Une édition électronique réalisée à partir du texte de Guy Rocher, “Le sociologue peut-il exercer le pouvoir ?” Un article publié dans L'intervention sociale. Actes du Colloque annuel de l'ACSALF, colloque 1981. Textes publiés sous la direction de Micheline Meyer-Renaud et Alberte Le Doyen, pp. 27-32. Montréal : Les Éditions coopératives Albert Saint-Martin, 1982, 384 pp. [Le 16 août 2006, M. Guy Rocher nous donnait sa permission de diffuser tous ses articles dans Les Classiques des sciences sociales.].

Guy Rocher (1981) 

Le sociologue peut-il exercer
le pouvoir ?
” 

Un article publié dans L'intervention sociale.

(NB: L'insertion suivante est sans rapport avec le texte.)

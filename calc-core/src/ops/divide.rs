// Division primitive

use crate::error::ArithmeticError;
use crate::number::Number;
use crate::ops::promotion::{promote_pair, Promoted};

// RUST CONCEPT: True division with zero checking
// a / b always produces an inexact result: Integer / Integer is a Float
pub fn divide(a: Number, b: Number) -> Result<Number, ArithmeticError> {
    if b.is_zero() {
        return Err(ArithmeticError::DivisionByZero);
    }

    let result = match promote_pair(a, b) {
        Promoted::Integers(x, y) => Number::Float(x as f64 / y as f64),
        Promoted::Floats(x, y) => Number::Float(x / y),
        Promoted::Complexes(x, y) => Number::Complex(x / y),
    };
    Ok(result)
}

#[cfg(test)]
mod tests {
    use super::*;
    use num_complex::Complex64;

    #[test]
    fn test_divide() {
        assert!(matches!(divide(Number::Integer(8), Number::Integer(2)), Ok(Number::Float(n)) if n == 4.0));
        assert!(matches!(divide(Number::Integer(1), Number::Integer(4)), Ok(Number::Float(n)) if n == 0.25));

        let z = divide(Number::Complex(Complex64::new(2.0, 2.0)), Number::Integer(2)).unwrap();
        assert!(matches!(z, Number::Complex(c) if c == Complex64::new(1.0, 1.0)));
    }

    #[test]
    fn test_divide_by_zero() {
        assert_eq!(divide(Number::Integer(10), Number::Integer(0)), Err(ArithmeticError::DivisionByZero));
        assert_eq!(divide(Number::Float(1.0), Number::Float(-0.0)), Err(ArithmeticError::DivisionByZero));
        assert_eq!(
            divide(Number::Integer(1), Number::Complex(Complex64::new(0.0, 0.0))),
            Err(ArithmeticError::DivisionByZero)
        );
    }
}
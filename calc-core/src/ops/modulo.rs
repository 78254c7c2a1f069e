// Modulo primitive

use crate::error::{ArithmeticError, IntegerOp};
use crate::number::Number;
use crate::ops::promotion::integral_pair;

// RUST CONCEPT: Floored modulo
// The remainder takes the sign of the divisor, consistent with floor_div:
// a == (a // b) * b + a % b
pub fn modulo(a: Number, b: Number) -> Result<Number, ArithmeticError> {
    let (x, y) = integral_pair(IntegerOp::Modulo, a, b)?;

    // wrapping_rem only differs from % for i64::MIN % -1, where it gives 0
    let remainder = x.wrapping_rem(y);

    if remainder != 0 && (remainder < 0) != (y < 0) {
        Ok(Number::Integer(remainder + y))
    } else {
        Ok(Number::Integer(remainder))
    }
}
// Floor division primitive

use crate::error::{ArithmeticError, IntegerOp};
use crate::number::Number;
use crate::ops::promotion::integral_pair;

// RUST CONCEPT: Floor division on integral operands
// Rust's `/` truncates toward zero; floor division rounds toward negative
// infinity, so the quotient is adjusted when the signs differ and there is
// a remainder. Integral floats are accepted and the result is an Integer.
pub fn floor_div(a: Number, b: Number) -> Result<Number, ArithmeticError> {
    let (x, y) = integral_pair(IntegerOp::FloorDivision, a, b)?;

    // Only i64::MIN / -1 can fail here
    let quotient = x
        .checked_div(y)
        .ok_or(ArithmeticError::Overflow("floor division"))?;
    let remainder = x % y;

    if remainder != 0 && (x < 0) != (y < 0) {
        Ok(Number::Integer(quotient - 1))
    } else {
        Ok(Number::Integer(quotient))
    }
}
// Unary sign primitives

use crate::number::Number;

// Negation: -a
// -i64::MIN has no i64 representation and becomes a float
pub fn negate(a: Number) -> Number {
    match a {
        Number::Integer(i) => match i.checked_neg() {
            Some(result) => Number::Integer(result),
            None => Number::Float(-(i as f64)),
        },
        Number::Float(n) => Number::Float(-n),
        Number::Complex(c) => Number::Complex(-c),
    }
}

// Identity: +a
pub fn identity(a: Number) -> Number {
    a
}
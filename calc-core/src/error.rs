//! Error types for the evaluation pipeline
//!
//! Failures fall into two families. [`SyntaxError`] covers everything the
//! tokenizer, the validator and the grammar reject before a value exists.
//! [`ArithmeticError`] covers operations that were well formed but cannot be
//! carried out on the operands they received. Both abort the whole call.

use crate::compat::fmt;
use thiserror::Error;

#[derive(Debug, Clone, PartialEq, Eq, Error)]
pub enum SyntaxError {
    #[error("Empty expression")]
    EmptyExpression,
    #[error("Unknown char in expression: '{found}' at position {offset}")]
    UnknownChar { found: char, offset: usize },
    #[error("Too many dots in float at position {offset}")]
    TooManyDots { offset: usize },
    #[error("Bad input format")]
    BadFormat,
    #[error("No operator between expressions")]
    NoOperatorBetween,
    #[error("A few operators in a row")]
    MultipleOperatorsInRow,
    #[error("Braces don't match")]
    BracesMismatch,
    #[error("Expression is nested too deeply")]
    TooDeep,
}

/// The two operations that only accept integral operands.
#[derive(Debug, Clone, Copy, PartialEq, Eq)]
pub enum IntegerOp {
    FloorDivision,
    Modulo,
}

impl fmt::Display for IntegerOp {
    fn fmt(&self, f: &mut fmt::Formatter<'_>) -> fmt::Result {
        match self {
            IntegerOp::FloorDivision => write!(f, "Floor division"),
            IntegerOp::Modulo => write!(f, "Mod operation"),
        }
    }
}

#[derive(Debug, Clone, PartialEq, Eq, Error)]
pub enum ArithmeticError {
    #[error("Division by zero")]
    DivisionByZero,
    #[error("Unable to perform some operations with complex-typed values")]
    ComplexUnsupported,
    #[error("{0} with float appeared")]
    FractionalOperand(IntegerOp),
    #[error("Too big operand for pow")]
    ExponentTooLarge,
    #[error("Numeric overflow in {0}")]
    Overflow(&'static str),
}

/// Anything that can stop [`crate::evaluate`] from producing a value.
#[derive(Debug, Clone, PartialEq, Eq, Error)]
pub enum EvalError {
    #[error(transparent)]
    Syntax(#[from] SyntaxError),
    #[error(transparent)]
    Arithmetic(#[from] ArithmeticError),
}

impl EvalError {
    /// Short category label, used by front ends as a message prefix.
    pub fn category(&self) -> &'static str {
        match self {
            EvalError::Syntax(_) => "Syntax error",
            EvalError::Arithmetic(_) => "Math error",
        }
    }
}
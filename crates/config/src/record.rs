//! Field introspection for configuration records.
//!
//! Responsibilities:
//! - Define the `Record` trait a destination type implements to expose its fields.
//! - Define the `Visitor` trait the environment overlay implements to walk them.
//! - Coerce environment strings into scalar field types (`EnvValue`).
//!
//! Does NOT handle:
//! - Looking up environment variables (see `loader/env.rs`).
//! - Decoding the configuration file (see `loader/file.rs`).
//!
//! Invariants:
//! - A record visits its fields in declaration order, once each.
//! - Nested records are handed to `Visitor::record`, never flattened.
//! - Coercion failures are reported as messages; the caller attaches variable context.

use std::path::PathBuf;

use crate::binding::FieldBinding;
use crate::loader::ConfigError;

/// Broad category of a scalar field, used in diagnostics.
#[derive(Debug, Clone, Copy, PartialEq, Eq)]
pub enum ValueKind {
    Text,
    Integer,
    Float,
    Bool,
}

/// A scalar type that can be parsed from an environment variable.
pub trait EnvValue: Sized {
    const KIND: ValueKind;

    fn from_env_str(raw: &str) -> Result<Self, String>;
}

/// Object-safe handle to a scalar field.
///
/// Every `EnvValue` is an `EnvSlot`, so `&mut self.port` coerces directly
/// into `&mut dyn EnvSlot` at a `Visitor::value` call site.
pub trait EnvSlot {
    fn kind(&self) -> ValueKind;

    /// Replace the current value with one parsed from `raw`.
    ///
    /// On error the field is left untouched.
    fn assign(&mut self, raw: &str) -> Result<(), String>;
}

impl<T: EnvValue> EnvSlot for T {
    fn kind(&self) -> ValueKind {
        T::KIND
    }

    fn assign(&mut self, raw: &str) -> Result<(), String> {
        *self = T::from_env_str(raw)?;
        Ok(())
    }
}

/// A structured destination whose fields can be overlaid from the environment.
///
/// Each `FieldBinding` name must equal the key serde decodes that field from,
/// including any `rename`. Nothing checks this at load time; a mismatch only
/// shows up as a wrong field path in error messages.
pub trait Record {
    fn visit(&mut self, visitor: &mut dyn Visitor) -> Result<(), ConfigError>;
}

/// Receives each field of a `Record` together with its binding.
pub trait Visitor {
    /// A scalar field.
    fn value(&mut self, binding: &FieldBinding, slot: &mut dyn EnvSlot) -> Result<(), ConfigError>;

    /// A nested record.
    fn record(
        &mut self,
        binding: &FieldBinding,
        record: &mut dyn Record,
    ) -> Result<(), ConfigError>;

    /// A field whose type has no string coercion, such as a list or a map.
    ///
    /// `type_name` is reported back in errors; `std::any::type_name_of_val`
    /// is the usual way to obtain it.
    fn unsupported(
        &mut self,
        binding: &FieldBinding,
        type_name: &'static str,
    ) -> Result<(), ConfigError>;
}

impl<T: Record + ?Sized> Record for Box<T> {
    fn visit(&mut self, visitor: &mut dyn Visitor) -> Result<(), ConfigError> {
        (**self).visit(visitor)
    }
}

/// An untyped document has no declared fields, so it cannot be overlaid.
impl Record for serde_yaml::Value {
    fn visit(&mut self, _visitor: &mut dyn Visitor) -> Result<(), ConfigError> {
        Err(ConfigError::NotARecord {
            type_name: std::any::type_name::<Self>(),
        })
    }
}

impl EnvValue for String {
    const KIND: ValueKind = ValueKind::Text;

    fn from_env_str(raw: &str) -> Result<Self, String> {
        Ok(raw.to_string())
    }
}

impl EnvValue for PathBuf {
    const KIND: ValueKind = ValueKind::Text;

    fn from_env_str(raw: &str) -> Result<Self, String> {
        Ok(PathBuf::from(raw))
    }
}

impl EnvValue for bool {
    const KIND: ValueKind = ValueKind::Bool;

    fn from_env_str(raw: &str) -> Result<Self, String> {
        parse_bool(raw).ok_or_else(|| "must be one of 1, t, true, 0, f, false".to_string())
    }
}

impl<T: EnvValue> EnvValue for Option<T> {
    const KIND: ValueKind = T::KIND;

    fn from_env_str(raw: &str) -> Result<Self, String> {
        T::from_env_str(raw).map(Some)
    }
}

macro_rules! impl_integer_env_value {
    ($($ty:ty),* $(,)?) => {
        $(
            impl EnvValue for $ty {
                const KIND: ValueKind = ValueKind::Integer;

                fn from_env_str(raw: &str) -> Result<Self, String> {
                    raw.parse::<$ty>().map_err(|e| {
                        format!("must be a base-10 integer in range for {}: {e}", stringify!($ty))
                    })
                }
            }
        )*
    };
}

impl_integer_env_value!(i8, i16, i32, i64, i128, isize, u8, u16, u32, u64, u128, usize);

macro_rules! impl_float_env_value {
    ($($ty:ty),* $(,)?) => {
        $(
            impl EnvValue for $ty {
                const KIND: ValueKind = ValueKind::Float;

                fn from_env_str(raw: &str) -> Result<Self, String> {
                    raw.parse::<$ty>()
                        .map_err(|e| format!("must be a decimal number: {e}"))
                }
            }
        )*
    };
}

impl_float_env_value!(f32, f64);

/// Conventional boolean literals, case-insensitive.
fn parse_bool(raw: &str) -> Option<bool> {
    match raw.to_ascii_lowercase().as_str() {
        "1" | "t" | "true" => Some(true),
        "0" | "f" | "false" => Some(false),
        _ => None,
    }
}
//! Environment variable overlay for configuration records.
//!
//! Responsibilities:
//! - Walk a record's fields, recursing into nested records.
//! - For each field bound with `env=NAME`, read `NAME` and coerce it into the field.
//!
//! Does NOT handle:
//! - Loading from files (see file.rs).
//! - Sequencing the load steps (see builder.rs).
//!
//! Invariants:
//! - Environment variables take precedence over file values because the overlay runs last.
//! - Unset and empty variables are treated identically: the field is left untouched.
//! - Values are not trimmed; `" 1"` is not an integer.
//! - The process environment is read, never written.

use std::env::VarError;

use super::error::ConfigError;
use crate::binding::FieldBinding;
use crate::record::{EnvSlot, Record, Visitor};

/// Read an environment variable, returning None if unset or empty.
///
/// A value that is not valid Unicode cannot be coerced into any field and is an error.
pub fn env_var_or_none(key: &str) -> Result<Option<String>, ConfigError> {
    match std::env::var(key) {
        Ok(value) if value.is_empty() => Ok(None),
        Ok(value) => Ok(Some(value)),
        Err(VarError::NotPresent) => Ok(None),
        Err(VarError::NotUnicode(_)) => Err(ConfigError::InvalidValue {
            var: key.to_string(),
            field: String::new(),
            message: "must be valid unicode".to_string(),
        }),
    }
}

/// Apply environment variable overrides to every bound field of `dst`.
///
/// Stops at the first field whose variable cannot be converted; fields visited
/// before it keep their overridden values.
pub fn apply_env<T: Record + ?Sized>(dst: &mut T) -> Result<(), ConfigError> {
    dst.visit(&mut EnvOverlay::default())
}

/// Visitor that carries the dotted path of the record currently being walked.
#[derive(Default)]
struct EnvOverlay {
    parents: Vec<&'static str>,
}

impl EnvOverlay {
    fn field_path(&self, binding: &FieldBinding) -> String {
        let mut path = self.parents.join(".");
        if !path.is_empty() {
            path.push('.');
        }
        path.push_str(binding.name());
        path
    }

    /// Value of the variable bound to `binding`, if the binding exists and the variable is set.
    fn lookup(
        &self,
        binding: &FieldBinding,
    ) -> Result<Option<(&'static str, String)>, ConfigError> {
        let Some(var) = binding.env() else {
            return Ok(None);
        };
        let value = env_var_or_none(var).map_err(|err| match err {
            ConfigError::InvalidValue { var, message, .. } => ConfigError::InvalidValue {
                var,
                field: self.field_path(binding),
                message,
            },
            other => other,
        })?;
        Ok(value.map(|value| (var, value)))
    }
}

impl Visitor for EnvOverlay {
    fn value(&mut self, binding: &FieldBinding, slot: &mut dyn EnvSlot) -> Result<(), ConfigError> {
        let Some((var, raw)) = self.lookup(binding)? else {
            return Ok(());
        };

        let field = self.field_path(binding);
        slot.assign(&raw).map_err(|message| ConfigError::InvalidValue {
            var: var.to_string(),
            field: field.clone(),
            message,
        })?;

        tracing::trace!(var, field = %field, kind = ?slot.kind(), "Applied environment override");
        Ok(())
    }

    fn record(
        &mut self,
        binding: &FieldBinding,
        record: &mut dyn Record,
    ) -> Result<(), ConfigError> {
        self.parents.push(binding.name());
        let result = record.visit(self);
        self.parents.pop();
        result
    }

    fn unsupported(
        &mut self,
        binding: &FieldBinding,
        type_name: &'static str,
    ) -> Result<(), ConfigError> {
        match self.lookup(binding)? {
            Some((var, _)) => Err(ConfigError::UnsupportedType {
                var: var.to_string(),
                field: self.field_path(binding),
                type_name,
            }),
            None => Ok(()),
        }
    }
}
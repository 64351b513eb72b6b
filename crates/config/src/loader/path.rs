//! Configuration file discovery.
//!
//! Responsibilities:
//! - Normalize each candidate search path to an absolute, lexically clean path.
//! - Scan candidates in order for a regular file with the target name.
//!
//! Does NOT handle:
//! - Reading or decoding the file (see file.rs).
//!
//! Invariants:
//! - The first matching candidate wins; later candidates are not scanned.
//! - An empty candidate list is an error; finding no file is not.
//! - An unreadable candidate directory aborts the search.
//! - Symlinks are never matched, only regular files.

use std::ffi::OsStr;
use std::path::{Component, Path, PathBuf};

use super::error::ConfigError;

/// A single place to look for the configuration file.
#[derive(Debug, Clone, PartialEq, Eq)]
pub enum Candidate {
    /// A directory searched for the `SearchConfig` filename.
    Dir(PathBuf),
    /// A full file path; its parent directory is searched for its file name.
    File(PathBuf),
}

/// Ordered search locations plus the filename shared by `Candidate::Dir` entries.
#[derive(Debug, Clone, Default, PartialEq, Eq)]
pub struct SearchConfig {
    pub filename: Option<String>,
    pub candidates: Vec<Candidate>,
}

impl SearchConfig {
    /// Search `dirs`, in order, for `filename`.
    pub fn new<I, P>(filename: impl Into<String>, dirs: I) -> Self
    where
        I: IntoIterator<Item = P>,
        P: Into<PathBuf>,
    {
        Self {
            filename: Some(filename.into()),
            candidates: dirs
                .into_iter()
                .map(|dir| Candidate::Dir(dir.into()))
                .collect(),
        }
    }
}

/// Find the configuration file described by `search`.
///
/// Returns `Ok(None)` when every candidate was scanned without a match.
pub fn resolve(search: &SearchConfig) -> Result<Option<PathBuf>, ConfigError> {
    if search.candidates.is_empty() {
        return Err(ConfigError::NoSearchPaths);
    }

    for candidate in &search.candidates {
        let (dir, filename) = split_candidate(candidate, search.filename.as_deref())?;
        let dir = absolute_clean(&dir)?;
        tracing::trace!(dir = %dir.display(), filename, "Scanning config search path");

        if let Some(found) = find_in_dir(&dir, OsStr::new(filename))? {
            tracing::debug!(path = %found.display(), "Resolved config file");
            return Ok(Some(found));
        }
    }

    tracing::debug!("No config file found in search paths, using environment only");
    Ok(None)
}

fn split_candidate<'a>(
    candidate: &'a Candidate,
    filename: Option<&'a str>,
) -> Result<(PathBuf, &'a str), ConfigError> {
    match candidate {
        Candidate::Dir(dir) => {
            let filename = filename
                .filter(|name| !name.is_empty())
                .ok_or_else(|| ConfigError::MissingFilename(dir.clone()))?;
            Ok((dir.clone(), filename))
        }
        Candidate::File(path) => {
            let filename = path
                .file_name()
                .and_then(OsStr::to_str)
                .ok_or_else(|| ConfigError::MissingFilename(path.clone()))?;
            let dir = path.parent().map(Path::to_path_buf).unwrap_or_default();
            Ok((dir, filename))
        }
    }
}

fn find_in_dir(dir: &Path, filename: &OsStr) -> Result<Option<PathBuf>, ConfigError> {
    let read_error = |source: std::io::Error| ConfigError::SearchDirRead {
        path: dir.to_path_buf(),
        source,
    };

    for entry in std::fs::read_dir(dir).map_err(read_error)? {
        let entry = entry.map_err(read_error)?;
        if entry.file_name().as_os_str() != filename {
            continue;
        }
        // DirEntry::file_type does not follow symlinks.
        if entry.file_type().map_err(read_error)?.is_file() {
            return Ok(Some(dir.join(filename)));
        }
    }

    Ok(None)
}

/// Make `path` absolute against the working directory and remove `.`/`..` segments.
fn absolute_clean(path: &Path) -> Result<PathBuf, ConfigError> {
    let path = if path.as_os_str().is_empty() {
        Path::new(".")
    } else {
        path
    };
    let absolute = std::path::absolute(path).map_err(|source| ConfigError::SearchDirRead {
        path: path.to_path_buf(),
        source,
    })?;
    Ok(clean_path(&absolute))
}

fn clean_path(path: &Path) -> PathBuf {
    let mut out = PathBuf::new();
    for comp in path.components() {
        match comp {
            Component::CurDir => {}
            Component::ParentDir => {
                out.pop();
            }
            Component::Normal(part) => out.push(part),
            Component::RootDir => out.push(Component::RootDir.as_os_str()),
            Component::Prefix(prefix) => out.push(prefix.as_os_str()),
        }
    }
    out
}

#[cfg(test)]
mod tests {
    use super::*;
    use std::fs;
    use tempfile::TempDir;

    #[test]
    fn test_clean_path_removes_dot_segments() {
        assert_eq!(
            clean_path(Path::new("/etc/./app/../app//config")),
            PathBuf::from("/etc/app/config")
        );
        assert_eq!(clean_path(Path::new("/../etc")), PathBuf::from("/etc"));
    }

    #[test]
    fn test_absolute_clean_of_empty_path_is_cwd() {
        let cwd = std::env::current_dir().unwrap();
        assert_eq!(absolute_clean(Path::new("")).unwrap(), clean_path(&cwd));
    }

    #[test]
    fn test_find_in_dir_skips_directories_with_matching_name() {
        let temp_dir = TempDir::new().unwrap();
        fs::create_dir(temp_dir.path().join("config.yaml")).unwrap();

        let found = find_in_dir(temp_dir.path(), OsStr::new("config.yaml")).unwrap();
        assert!(found.is_none());
    }

    #[cfg(unix)]
    #[test]
    fn test_find_in_dir_skips_symlinks() {
        let temp_dir = TempDir::new().unwrap();
        let target = temp_dir.path().join("real.yaml");
        fs::write(&target, "a: 1\n").unwrap();
        std::os::unix::fs::symlink(&target, temp_dir.path().join("config.yaml")).unwrap();

        let found = find_in_dir(temp_dir.path(), OsStr::new("config.yaml")).unwrap();
        assert!(found.is_none());
    }

    #[test]
    fn test_file_candidate_splits_parent_and_name() {
        let candidate = Candidate::File(PathBuf::from("/etc/app/config.yaml"));
        let (dir, name) = split_candidate(&candidate, None).unwrap();
        assert_eq!(dir, PathBuf::from("/etc/app"));
        assert_eq!(name, "config.yaml");
    }

    #[test]
    fn test_dir_candidate_requires_filename() {
        let candidate = Candidate::Dir(PathBuf::from("/etc/app"));
        assert!(matches!(
            split_candidate(&candidate, None),
            Err(ConfigError::MissingFilename(_))
        ));
        assert!(matches!(
            split_candidate(&candidate, Some("")),
            Err(ConfigError::MissingFilename(_))
        ));
    }
}
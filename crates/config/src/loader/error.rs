//! Error types for configuration loading.
//!
//! Responsibilities:
//! - Define error variants for every loading failure: resolution, I/O, decoding,
//!   overlay and validation.
//! - Classify variants into coarse `ErrorKind`s for callers that only care about the class.
//!
//! Invariants:
//! - All error variants include context for debugging (variable names, paths, field names).
//! - Environment values are never embedded in messages, only variable names.

use std::path::PathBuf;
use thiserror::Error;

/// Errors that can occur during configuration loading.
#[derive(Error, Debug)]
pub enum ConfigError {
    #[error("At least one config search path is required")]
    NoSearchPaths,

    #[error("No config filename given for search directory {0}")]
    MissingFilename(PathBuf),

    #[error("Failed to read config search directory {path}: {source}")]
    SearchDirRead {
        path: PathBuf,
        #[source]
        source: std::io::Error,
    },

    #[error("Failed to read config file at {path}: {source}")]
    ConfigFileRead {
        path: PathBuf,
        #[source]
        source: std::io::Error,
    },

    #[error("Failed to parse config file at {path}: {source}")]
    ConfigFileParse {
        path: PathBuf,
        #[source]
        source: serde_yaml::Error,
    },

    #[error("Destination must be a structured record, got {type_name}")]
    NotARecord { type_name: &'static str },

    #[error("Invalid value for {var} (field '{field}'): {message}")]
    InvalidValue {
        var: String,
        field: String,
        message: String,
    },

    #[error("Cannot set field '{field}' of type {type_name} from {var}")]
    UnsupportedType {
        var: String,
        field: String,
        type_name: &'static str,
    },

    #[error("Invalid configuration: {message}")]
    Validation { message: String },
}

/// Coarse classification of a `ConfigError`.
#[derive(Debug, Clone, Copy, PartialEq, Eq)]
pub enum ErrorKind {
    PathResolution,
    Filesystem,
    Decode,
    Type,
    Conversion,
    UnsupportedType,
    Validation,
}

impl ConfigError {
    pub fn kind(&self) -> ErrorKind {
        match self {
            ConfigError::NoSearchPaths | ConfigError::MissingFilename(_) => {
                ErrorKind::PathResolution
            }
            ConfigError::SearchDirRead { .. } | ConfigError::ConfigFileRead { .. } => {
                ErrorKind::Filesystem
            }
            ConfigError::ConfigFileParse { .. } => ErrorKind::Decode,
            ConfigError::NotARecord { .. } => ErrorKind::Type,
            ConfigError::InvalidValue { .. } => ErrorKind::Conversion,
            ConfigError::UnsupportedType { .. } => ErrorKind::UnsupportedType,
            ConfigError::Validation { .. } => ErrorKind::Validation,
        }
    }
}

Actes du Colloque annuel de l'ACSALF, colloque 1981. Textes publiés sous la direction de Micheline Meyer-Renaud et Alberte Le Doyen, pp. 27-32. Montréal: Les Éditions coopératives Albert Saint-Martin, 1982, 384 pp.

Introduction
 
Le problème de la solidarité
Le problème de la soumission et de l'autorité
Le problème de la compétence
 
Conclusion

Introduction

 

Commençons par éliminer une ambiguïté. La notion de pouvoir n'est pas univoque, le pouvoir est multiforme. Lorsqu'il enseigne dans une salle de cours ou dans un séminaire, ou qu'il dirige une thèse de doctorat ou de maîtrise ou des travaux pratiques, le sociologue enseignant exerce un pouvoir. On a voulu, non sans raison, rendre moins inégalitaire la relation enseignant-enseigné, insister sur la participation de l'enseigné à son enseignement, souligner que l'enseignant se fait aussi enseigner dans le processus de l'enseignement. Tout cela est vrai, je l'ai vécu personnellement et j'y crois profondément. Mais je crois aussi que rien de tout cela ne dissout complètement le pouvoir qui demeure entre les mains de celui qui sait, qui a dix ans, vingt-cinq ans, quarante ans d'avance, c'est-à-dire de lectures, d'expériences accumulées en avance sur l'étudiant, quel que soit l'âge de celui-ci. Influencés par la révolution culturelle des dernières années, nous avons cru possible de nier ce pouvoir. Je constate qu'il est peut-être moins visible mais non moins réel. 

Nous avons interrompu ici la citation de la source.